→ WORK TASK: Among the records that follow, find the line with "between — a" and the line with "is already registered". Set down those lines and all lines between them exactly, without adding anything.

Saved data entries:
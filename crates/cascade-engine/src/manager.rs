//! Registry of streams and steps; tracks idle/active per step; fires
//! quiescence (spec §4.4).

use cascade_core::Message;
use cascade_storage::Storage;
use std::collections::{HashMap, HashSet};
use std::sync::Arc;
use tokio::sync::RwLock;
use tokio_util::sync::CancellationToken;

use crate::error::Result;
use crate::stream::Stream;
use crate::unroll;

/// The quiescence detector. `completion` doubles as the shutdown signal:
/// once the completion predicate fires the token is cancelled, which both
/// releases [`Manager::wait_for_completion`] and tells every worker
/// listening on the same token to stop (§4.4's design note: mark-idle must
/// happen-before the next receive, with nothing racing in between — a
/// single token makes "detected" and "tear down" the same event).
pub struct Manager {
    storage: Arc<dyn Storage>,
    streams: RwLock<HashMap<String, Arc<Stream>>>,
    registered: RwLock<HashSet<String>>,
    idle: RwLock<HashSet<String>>,
    completion: CancellationToken,
}

impl Manager {
    pub fn new(storage: Arc<dyn Storage>) -> Self {
        Self {
            storage,
            streams: RwLock::new(HashMap::new()),
            registered: RwLock::new(HashSet::new()),
            idle: RwLock::new(HashSet::new()),
            completion: CancellationToken::new(),
        }
    }

    /// The token that fires at quiescence. Step workers select on this
    /// alongside their own `receive()` to exit cleanly at shutdown.
    pub fn completion_token(&self) -> CancellationToken {
        self.completion.clone()
    }

    /// Idempotent stream construction: returns the existing stream if one
    /// is already registered under `name`.
    pub async fn get_or_create_stream(&self, name: &str) -> Arc<Stream> {
        if let Some(stream) = self.streams.read().await.get(name) {
            return stream.clone();
        }
        let mut streams = self.streams.write().await;
        streams
            .entry(name.to_string())
            .or_insert_with(|| Arc::new(Stream::new(name, self.storage.clone())))
            .clone()
    }

    pub async fn stream(&self, name: &str) -> Option<Arc<Stream>> {
        self.streams.read().await.get(name).cloned()
    }

    /// Mark a worker-level id active: removes it from the idle set,
    /// registering it first if this is its first appearance. Evaluates the
    /// completion predicate too (it cannot fire here, since the worker just
    /// left the idle set, but the progress event is reported on every
    /// idle/active transition alike).
    pub async fn mark_step_active(&self, worker_id: &str) {
        self.registered.write().await.insert(worker_id.to_string());
        let removed = self.idle.write().await.remove(worker_id);
        if removed {
            tracing::debug!(worker = worker_id, "marked active");
        }
        self.check_completion().await;
    }

    /// Mark a worker-level id idle, registering it if new, then evaluates
    /// the completion predicate.
    pub async fn mark_step_idle(&self, worker_id: &str) {
        self.registered.write().await.insert(worker_id.to_string());
        self.idle.write().await.insert(worker_id.to_string());
        tracing::debug!(worker = worker_id, "marked idle");
        self.check_completion().await;
    }

    async fn check_completion(&self) {
        let registered = self.registered.read().await;
        let idle = self.idle.read().await;
        let all_idle = idle.len() == registered.len();

        let streams = self.streams.read().await;
        let mut all_empty = true;
        let mut active_streams = 0usize;
        for stream in streams.values() {
            if !stream.is_empty().await {
                all_empty = false;
                active_streams += 1;
            }
        }

        tracing::info!(
            idle = idle.len(),
            registered = registered.len(),
            active_streams,
            "quiescence check"
        );

        if all_idle && all_empty {
            tracing::info!("pipeline quiescent");
            self.completion.cancel();
        }
    }

    /// Block until the completion predicate has fired.
    pub async fn wait_for_completion(&self) {
        self.completion.cancelled().await;
    }

    /// Rehydrate every stream's subscriber queues from storage on startup,
    /// replaying each persisted message with `persist=false` (spec §4.4,
    /// §4.7 step 1). Subscriptions must already be registered (steps are
    /// set up before `run()` is called) so replay reaches the right queues.
    pub async fn restore_state(&self) -> Result<()> {
        for name in self.storage.list_streams().await? {
            let stream = self.get_or_create_stream(&name).await;
            for message in self.storage.list_messages(&name).await? {
                stream.publish(message, false).await?;
            }
        }
        Ok(())
    }

    /// Reconstruct every ancestral payload of `message` by walking its
    /// cascade id (spec §4.6).
    pub async fn unroll(&self, message: &Message) -> Result<serde_json::Map<String, serde_json::Value>> {
        unroll::unroll(self.storage.as_ref(), message).await
    }
}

→ RESPONSE:
/// happen-before the next receive, with nothing racing in between — a
/// single token makes "detected" and "tear down" the same event).
pub struct Manager {
    storage: Arc<dyn Storage>,
    streams: RwLock<HashMap<String, Arc<Stream>>>,
    registered: RwLock<HashSet<String>>,
    idle: RwLock<HashSet<String>>,
    completion: CancellationToken,
}

impl Manager {
    pub fn new(storage: Arc<dyn Storage>) -> Self {
        Self {
            storage,
            streams: RwLock::new(HashMap::new()),
            registered: RwLock::new(HashSet::new()),
            idle: RwLock::new(HashSet::new()),
            completion: CancellationToken::new(),
        }
    }

    /// The token that fires at quiescence. Step workers select on this
    /// alongside their own `receive()` to exit cleanly at shutdown.
    pub fn completion_token(&self) -> CancellationToken {
        self.completion.clone()
    }

    /// Idempotent stream construction: returns the existing stream if one
    /// is already registered under `name`.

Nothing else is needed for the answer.